高齢社会との向き合い方が問われる中で、議論を避ける政府の姿勢は心もとない。支え合う確かな年金制度を整えなければ、現役世代も将来を描けない。
政府が年金制度改革法案を閣議決定し、国会に提出した。パートの人らが厚生年金に加入するための年収要件(106万円以上)や企業規模要件(従業員51人以上)の廃止が柱だ。将来受け取る年金額を手厚くする狙いがある。
しかし、今回の目玉になるはずだった基礎年金(国民年金)の底上げが法案に盛り込まれなかった点で、政府の改革姿勢を疑問視せざるを得ない。
少子高齢化により保険料を納める現役世代が減る一方で高齢者は増えている。
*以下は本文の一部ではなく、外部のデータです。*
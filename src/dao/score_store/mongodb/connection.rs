use std::time::Duration;

use mongodb::{Client, Database, bson::doc, options::ClientOptions};
use tokio::time::sleep;

use super::error::{MongoDaoError, MongoResult};

struct RetryPolicy;

impl RetryPolicy {
    const MAX_ATTEMPTS: u32 = 10;
    const INITIAL_DELAY_MS: u64 = 250;

    fn initial_delay() -> Duration {
        Duration::from_millis(Self::INITIAL_DELAY_MS)
    }

    fn next_delay(current: Duration) -> Duration {
        (current * 2).min(Duration::from_secs(5))
    }
}

/// Build a client from the options and ping the target database until it
/// answers, backing off between attempts.
pub async fn establish_connection(
    options: &ClientOptions,
    database_name: &str,
) -> MongoResult<(Client, Database)> {
    let client = Client::with_options(options.clone())
        .map_err(|source| MongoDaoError::ClientConstruction { source })?;
    let database = client.database(database_name);

    let mut attempts = 0;
    let mut delay = RetryPolicy::initial_delay();

    loop {
        match database.run_command(doc! { "ping": 1 }).await {
            Ok(_) => break,
            Err(err) => {
                attempts += 1;
                if attempts >= RetryPolicy::MAX_ATTEMPTS {
                    return Err(MongoDaoError::InitialPing {
                        attempts,
                        source: err,
                    });
                }
                sleep(delay).await;
                delay = RetryPolicy::next_delay(delay);
            }
        }
    }

    Ok((client, database))
}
年金財政の悪化が指摘され、給付水準が低下していくことが心配される。
十分な受給が見通せないようでは、老後の生活を基礎年金に頼る人は心細いに違いない。
基礎年金の底上げは、就職氷河期世代などが低年金に陥るのを防ぐ対策でもある。
全国に1700万人以上いる氷河期世代はバブル経済が崩壊した影響を受け、パートなど非正規雇用で働くことを余儀なくされた。
厚生年金に加入していなかったり、国民年金保険料の納付期間が短かったりするため、受け取る年金額が低くなる恐れがある。
石破茂首相は4月、氷河期世代について高齢期を見据えた支援を強化するよう関係閣僚に指示した。その一方での底上げ見送りはちぐはぐに映る。
この世代が抱える不安にもっと真摯(しんし)に目を向け、解決策を探るべきである。
対策として厚生労働省は、会社員らが加入する厚生年金の積立金を活用し、給付水準が著しく低くなる事態を避ける底上げ案をまとめていた。
活用した場合、厚生年金の受給額が一時的に減る。厚生年金の加入者や保険料を労使折半で負担する企業側から不満が噴出し、自民党の一部議員からも「流用だ」との反発が出たことで、活用案は見送られた。
自民党内には、法案の提出自体を夏の参院選の後に先送りしようとする動きがあった。争点化を嫌ったものだ。
目先の思惑を優先しているようでは、将来を見据えた改革はおぼつかない。
負担増を求めるような痛みを伴う改革も含め、議論を尽くすのが国会であるはずだ。
提出が大幅に遅れたことで、6月22日の会期末までの審議時間は限られる。
「時間切れを狙っている」と野党が批判するのも当然で、今国会で成立するか不透明だ。
世代間の支え合いを持続可能な仕組みとするべく、政治が責任を果たさなければならない。